In an effort to gauge student interest in a new major, Park conducted a survey in spring, 2017. “About 58.68% and 56.48% of the respondents agreed that a major in Asian-Pacific Studies and Asian/Pacific Islander Studies, respectively, [was] needed,” Park said.
But even armed with this data, it was a long road to get AAPI recognized as a major. Part of that was the time-intensive process, which involved paperwork and approval from the campus level to the Chancellor’s office.
Generally, in order to receive approval, new programs have to be tied to social, demographic and other economic trends and must be weighed against the interests of incoming students. Along with student interest, surveys and studies must be done examining the diversity and inclusivity of a new major, as well as research on job opportunities and degree usability.

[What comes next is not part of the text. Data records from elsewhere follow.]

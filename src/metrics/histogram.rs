//! Bucketed histogram with percentile estimation.
//!
//! # Design Decisions
//! - Bucket `i` counts observations whose first matching upper bound is
//!   `bounds[i]`; the extra trailing slot is the implicit `+Inf` bucket
//! - The running sum is fixed point: whole seconds and the nanosecond
//!   remainder in two atomics, both updated with saturating adds, so large
//!   observations neither wrap nor lose the mean
//! - Percentiles are estimates bounded by bucket width

use std::sync::atomic::{AtomicU64, Ordering};
use std::sync::Arc;
use std::time::Duration;

/// Default ladder, in seconds: 1ms up to 10s.
pub const DEFAULT_BUCKETS: &[f64] = &[
    0.001, 0.005, 0.01, 0.025, 0.05, 0.1, 0.25, 0.5, 1.0, 2.5, 5.0, 10.0,
];

const SUM_SCALE: f64 = 1_000_000_000.0;

/// A distribution of non-negative observations.
#[derive(Debug)]
pub struct Histogram {
    bounds: Vec<f64>,
    counts: Vec<AtomicU64>,
    sum_secs: AtomicU64,
    sum_nanos: AtomicU64,
    count: AtomicU64,
}

impl Histogram {
    /// Create a histogram over the given upper bounds.
    ///
    /// Non-finite bounds are dropped and the rest sorted and de-duplicated,
    /// so construction never fails. An empty ladder falls back to
    /// [`DEFAULT_BUCKETS`].
    pub fn new(buckets: Vec<f64>) -> Self {
        let bounds = sanitize_buckets(buckets);
        let counts = (0..=bounds.len()).map(|_| AtomicU64::new(0)).collect();
        Self {
            bounds,
            counts,
            sum_secs: AtomicU64::new(0),
            sum_nanos: AtomicU64::new(0),
            count: AtomicU64::new(0),
        }
    }

    pub fn with_default_buckets() -> Self {
        Self::new(DEFAULT_BUCKETS.to_vec())
    }

    /// Record one observation. Negative (and NaN) values count as zero.
    pub fn observe(&self, value: f64) {
        let value = if value > 0.0 { value } else { 0.0 };

        let slot = self
            .bounds
            .iter()
            .position(|bound| value <= *bound)
            .unwrap_or(self.bounds.len());
        self.counts[slot].fetch_add(1, Ordering::Relaxed);

        self.count.fetch_add(1, Ordering::Relaxed);

        let whole = value.trunc();
        // Float-to-int casts saturate; +Inf lands on u64::MAX seconds.
        saturating_add(&self.sum_secs, whole as u64);
        saturating_add(&self.sum_nanos, ((value - whole) * SUM_SCALE).round() as u64);
    }

    /// Record a duration in seconds.
    pub fn observe_duration(&self, elapsed: Duration) {
        self.observe(elapsed.as_secs_f64());
    }

    /// Estimate the `p` quantile, `p` in `[0, 1]`.
    ///
    /// Returns the upper bound of the first bucket whose cumulative count
    /// reaches `max(1, floor(count * p))`. Returns 0 when nothing has been
    /// observed or `p` is out of range.
    pub fn percentile(&self, p: f64) -> f64 {
        if !(0.0..=1.0).contains(&p) {
            return 0.0;
        }
        let count = self.count();
        if count == 0 {
            return 0.0;
        }

        let target = ((count as f64 * p).floor() as u64).max(1);
        let mut cumulative = 0u64;
        for (bound, slot) in self.bounds.iter().zip(&self.counts) {
            cumulative += slot.load(Ordering::Relaxed);
            if cumulative >= target {
                return *bound;
            }
        }

        // All remaining mass sits in +Inf.
        self.bounds.last().copied().unwrap_or(0.0)
    }

    pub fn p50(&self) -> f64 {
        self.percentile(0.5)
    }

    pub fn p90(&self) -> f64 {
        self.percentile(0.9)
    }

    pub fn p99(&self) -> f64 {
        self.percentile(0.99)
    }

    /// Sum of all observations.
    pub fn sum(&self) -> f64 {
        self.sum_secs.load(Ordering::Relaxed) as f64
            + self.sum_nanos.load(Ordering::Relaxed) as f64 / SUM_SCALE
    }

    /// Number of observations.
    pub fn count(&self) -> u64 {
        self.count.load(Ordering::Relaxed)
    }

    pub fn mean(&self) -> f64 {
        let count = self.count();
        if count == 0 {
            0.0
        } else {
            self.sum() / count as f64
        }
    }

    /// Explicit upper bounds (the `+Inf` bucket is implicit).
    pub fn buckets(&self) -> &[f64] {
        &self.bounds
    }

    /// Per-bucket (non-cumulative) counts, `buckets().len() + 1` entries.
    pub fn bucket_counts(&self) -> Vec<u64> {
        self.counts
            .iter()
            .map(|slot| slot.load(Ordering::Relaxed))
            .collect()
    }
}

impl Default for Histogram {
    fn default() -> Self {
        Self::with_default_buckets()
    }
}

fn saturating_add(cell: &AtomicU64, delta: u64) {
    if delta == 0 {
        return;
    }
    // The closure always returns Some, so this cannot fail.
    let _ = cell.fetch_update(Ordering::Relaxed, Ordering::Relaxed, |current| {
        Some(current.saturating_add(delta))
    });
}

fn sanitize_buckets(mut buckets: Vec<f64>) -> Vec<f64> {
    buckets.retain(|b| b.is_finite());
    buckets.sort_by(f64::total_cmp);
    buckets.dedup();
    if buckets.is_empty() {
        DEFAULT_BUCKETS.to_vec()
    } else {
        buckets
    }
}

/// Histogram operations on a handle that may not exist.
pub trait OptionalHistogram {
    fn observe(&self, value: f64);
    fn observe_duration(&self, elapsed: Duration);
    fn percentile(&self, p: f64) -> f64;
    fn count(&self) -> u64;
}

impl OptionalHistogram for Option<Arc<Histogram>> {
    fn observe(&self, value: f64) {
        if let Some(histogram) = self {
            histogram.observe(value);
        }
    }

    fn observe_duration(&self, elapsed: Duration) {
        if let Some(histogram) = self {
            histogram.observe_duration(elapsed);
        }
    }

    fn percentile(&self, p: f64) -> f64 {
        self.as_ref().map_or(0.0, |histogram| histogram.percentile(p))
    }

    fn count(&self) -> u64 {
        self.as_ref().map_or(0, |histogram| histogram.count())
    }
}

#[cfg(test)]
mod tests {
    use super::*;

    #[test]
    fn test_bucket_counts_sum_to_count() {
        let histogram = Histogram::with_default_buckets();
        for _ in 0..500 {
            histogram.observe(fastrand::f64() * 20.0);
        }
        histogram.observe(-3.0);
        histogram.observe(f64::NAN);

        let counts = histogram.bucket_counts();
        assert_eq!(counts.len(), DEFAULT_BUCKETS.len() + 1);
        assert_eq!(counts.iter().sum::<u64>(), histogram.count());
        assert_eq!(histogram.count(), 502);
    }

    #[test]
    fn test_sum_and_mean() {
        let histogram = Histogram::with_default_buckets();
        for value in [0.25, 0.5, 1.75, 3.5] {
            histogram.observe(value);
        }
        assert!((histogram.sum() - 6.0).abs() < 1e-9);
        assert!((histogram.mean() - 1.5).abs() < 1e-9);
    }

    #[test]
    fn test_large_observations_keep_the_mean() {
        let histogram = Histogram::with_default_buckets();
        histogram.observe(2e10);
        histogram.observe(2e10);
        assert_eq!(histogram.count(), 2);
        assert_eq!(histogram.sum(), 4e10);
        assert_eq!(histogram.mean(), 2e10);

        histogram.observe(3e10 + 0.25);
        assert!((histogram.sum() - (7e10 + 0.25)).abs() < 1e-3);
    }

    #[test]
    fn test_infinite_observation_saturates_sum() {
        let histogram = Histogram::new(vec![1.0]);
        histogram.observe(f64::INFINITY);
        histogram.observe(f64::INFINITY);
        assert_eq!(histogram.count(), 2);
        assert_eq!(histogram.sum(), u64::MAX as f64);
        assert_eq!(histogram.bucket_counts(), vec![0, 2]);
    }

    #[test]
    fn test_negative_observation_lands_in_first_bucket() {
        let histogram = Histogram::new(vec![1.0, 2.0]);
        histogram.observe(-7.0);
        assert_eq!(histogram.bucket_counts(), vec![1, 0, 0]);
        assert_eq!(histogram.sum(), 0.0);
    }

    #[test]
    fn test_bound_is_inclusive_and_overflow_goes_to_inf() {
        let histogram = Histogram::new(vec![1.0, 2.0]);
        histogram.observe(1.0);
        histogram.observe(2.5);
        assert_eq!(histogram.bucket_counts(), vec![1, 0, 1]);
    }

    #[test]
    fn test_median_of_uniform_distribution() {
        let bounds: Vec<f64> = (1..=10).map(f64::from).collect();
        let histogram = Histogram::new(bounds);
        for bucket in 0..10 {
            for _ in 0..10 {
                histogram.observe(bucket as f64 + 0.5);
            }
        }

        let true_median = 5.0;
        let estimate = histogram.p50();
        assert!((estimate - true_median).abs() <= 1.0, "estimate {estimate}");
        assert_eq!(histogram.p90(), 9.0);
        assert_eq!(histogram.p99(), 10.0);
    }

    #[test]
    fn test_percentile_edge_cases() {
        let histogram = Histogram::new(vec![1.0, 2.0]);
        assert_eq!(histogram.percentile(0.5), 0.0);

        histogram.observe(100.0);
        assert_eq!(histogram.percentile(-0.1), 0.0);
        assert_eq!(histogram.percentile(1.5), 0.0);
        // Everything sits in +Inf: fall back to the last explicit bound.
        assert_eq!(histogram.percentile(0.5), 2.0);
        // p = 0 still targets the first observation.
        assert_eq!(histogram.percentile(0.0), 2.0);
    }

    #[test]
    fn test_bucket_sanitizing() {
        let histogram = Histogram::new(vec![5.0, f64::INFINITY, 1.0, 5.0, f64::NAN]);
        assert_eq!(histogram.buckets(), &[1.0, 5.0]);

        let fallback = Histogram::new(Vec::new());
        assert_eq!(fallback.buckets(), DEFAULT_BUCKETS);
    }

    #[test]
    fn test_observe_duration() {
        let histogram = Histogram::with_default_buckets();
        histogram.observe_duration(Duration::from_millis(20));
        assert_eq!(histogram.p50(), 0.025);
        assert!((histogram.sum() - 0.02).abs() < 1e-9);
    }

    #[test]
    fn test_missing_histogram_is_noop() {
        let missing: Option<Arc<Histogram>> = None;
        missing.observe(1.0);
        assert_eq!(missing.count(), 0);
        assert_eq!(missing.percentile(0.5), 0.0);
    }
}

But once Park conducted her campus survey, and processed the data, she was convinced that a new major was possible.
““The growth amounted to almost 300% from spring 2016 to fall, 2016,” Park said. Soon after, APPI became on par with and even sometimes exceeded that of some larger departments in the College of Arts and Humanities. So this took about three to four years, not including the preparations and proposal writing.”
One thing in the Asian Pacific Studies program’s favor was its pairing of Asian American and Pacific Islander studies. One concentration will focus on the study of Asian-Pacific people, societies and countries within a historical, cultural and political perspective. The Asian American and Pacific Islander concentration will focus on Asian American and Pacific Islander American history, community, social and political development. “
“We are one of a small number of programs that connects Asian-Pacific Studies and Asian American and Pacific Islander studies not only in Southern California, but also in the nation,” Park said.
Seven new courses have been adopted for the new major and Park said more are planned.
“We hope to create courses that focus on individual API groups’ experiences, histories and cultures,” Park said. “And to strengthen our courses on Asian Americans and Pacific Islanders.”